Australian vapers will soon have an even harder time getting nicotine. On October 1, the government will ramp up a strict prescription-only vaping model. The law, which has already been in effect but seemingly brushed aside, will now have harsh penalties attached. The Australian Border Force plans to crack down on anyone importing nicotine illegally into the country; those who defy the rule can expect up to a $222,000 fine in Australian dollars.
Australia treats nicotine for vaping as a medicine, which is regulated by the Therapeutic Goods Administration (TGA). The agency classifies nicotine liquid in its Poisons Standard, though explicitly excludes combustible cigarettes. In practice, this means that it’s much easier for citizens to buy cigarettes than vaping products. An Australian smoker looking to switch to vaping, a far safer nicotine alternative, must visit a doctor and get a prescription. The pharmacy then has to stock the desired vaping product or be able to deliver it.
“Probably one to two percent of vapers have a prescription,” Dr. Colin Mendelsohn, the founding chair of the Australian Tobacco Harm Reduction Association, told Filter. “There are probably 15 doctors in the country willing to write scripts. Many don’t even know how to write them. And, with all the negative messaging, they have been discouraged to do so for years.”

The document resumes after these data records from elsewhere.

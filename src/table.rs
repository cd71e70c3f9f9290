use log::info;

use crate::error::StorageError;
use crate::node::{InternalNode, LeafNode, Node};
use crate::pager::{Pager, PAGE_SIZE};

/// Owns a pager and the page number of the B-tree root. The root page
/// number never changes -- splitting the root rewrites its bytes in
/// place as an internal node rather than reallocating it (see
/// [`Table::create_new_root`]).
pub struct Table {
    pub(crate) pager: Pager,
    pub root_page_num: u32,
}

impl Table {
    pub fn open(filename: &str) -> Result<Self, StorageError> {
        let mut pager = Pager::open(filename)?;
        let root_page_num = 0;

        if pager.num_pages() == 0 {
            let page = pager.get_page(root_page_num)?;
            let mut root = LeafNode::new(page);
            root.initialize();
            root.set_is_root(true);
            info!("initialized fresh database with an empty root leaf");
        } else {
            info!("opened existing database ({} page(s))", pager.num_pages());
        }

        Ok(Self {
            pager,
            root_page_num,
        })
    }

    /// Flushes every resident page and closes the backing file. Must be
    /// called before the process exits for the database to be durable;
    /// the `.exit` REPL command is the normal caller.
    pub fn close(&mut self) -> Result<(), StorageError> {
        self.pager.shutdown()?;
        info!("table closed");
        Ok(())
    }

    /// Direct page access for callers outside the crate, such as the
    /// `.btree`/`.constants` debug commands.
    pub fn page(&mut self, page_num: u32) -> Result<&mut [u8; PAGE_SIZE], StorageError> {
        self.pager.get_page(page_num)
    }

    /// Replaces the root leaf (which has just split) with an internal
    /// node pointing at a new left child (a copy of the old root) and
    /// `right_child_page_num`. The root page number itself never moves.
    pub(crate) fn create_new_root(
        &mut self,
        right_child_page_num: u32,
    ) -> Result<(), StorageError> {
        let left_child_page_num = self.pager.allocate_new_page();

        let root_snapshot: [u8; PAGE_SIZE] = *self.pager.get_page(self.root_page_num)?;
        let left_max_key = {
            let mut snapshot = root_snapshot;
            Node::from_page(&mut snapshot).max_key()
        };

        {
            let left_page = self.pager.get_page(left_child_page_num)?;
            *left_page = root_snapshot;
            Node::from_page(left_page).set_is_root(false);
        }

        {
            let root_page = self.pager.get_page(self.root_page_num)?;
            let mut root = InternalNode::new(root_page);
            root.initialize();
            root.set_is_root(true);
            root.set_num_keys(1);
            root.set_child(0, left_child_page_num);
            root.set_key(0, left_max_key);
            root.set_right_child(right_child_page_num);
        }

        log::debug!(
            "root split: left child at page {left_child_page_num} (max key {left_max_key}), right child at page {right_child_page_num}"
        );
        Ok(())
    }
}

The government has failed to fully enact this policy a few times, but the eventual consequences, of course, will be predictable. Tobacco harm reduction (THR) proponents, activists and drug-war critics have noted that, given the immense barriers to obtaining nicotine liquid and easy accessibility to combustible cigarettes, smokers will either keep smoking, return to smoking, or resort to an illicit market riddled with dangers, including criminal and financial ones. About 2.5 million Australians still smoke, with around 21,000 smoking-related deaths every year.
“We are the only Western democracy that doesn’t allow the commercial sale of nicotine. We are remarkably out of step, and there are huge repercussions.”
Yet despite these increasing hurdles, Australia’s National Drug Strategy Household Survey estimated that the number of Australian vapers increased from 240,000 in 2016 to 2019. At the moment, there could be as many as 600,000, Mendelsohn believes.
“We are the only Western democracy that doesn’t allow the commercial sale of nicotine,” Mendelsohn told Filter. “We are remarkably out of step, and there are huge repercussions.”
As Mendelsohn and Alex Wodak, a veteran drug law reform advocate and doctor in Australia, pointed out in a recent op-ed in The Sydney Morning Herald: “The decline in smoking rates in the UK and US has been two to three times faster than in Australia since 2013 when vaping became popular in those countries, despite Australia’s harsh tobacco control regulations, high cigarette prices and plain packaging.”
“If the new rules for nicotine in Australia fail, as seems likely,” they write, “then a different approach should be adopted.”
Mendelsohn is not confident that can occur without a substantial shift in the country’s culture and politics. And without a grassroots movement, that will be difficult.
Reformers have much to push back against. To a US audience, the foes of THR in Australia will be familiar. They are prominent, influential and well-financed public health organizations like the Australian Medical Association (AMA), Lung Foundation Australia (LFA), and the Thoracic Society of Australia and New Zealand (TSANZ). They are reactionary journalists looking to jump onto a moral panic about teen nicotine use. They are politicians, exporting an American fear about teen vaping rates and a string of vaping-related injuries not determined by US health authorities to be caused by vaping nicotine, who see nothing but potential harms.
But because vapes and e-cigarettes have never really been commercial products in Australia, the sort of vocal, consumer-driven THR advocacy seen in the States does not yet exist.
“None of this is about evidence,” Mendelsohn said. “It’s ideology. It’s abstinence versus harm reduction. It’s politics. It’s tobacco taxes. It’s a fear of new technology. It’s a whole range of things. But it’s not about evidence.”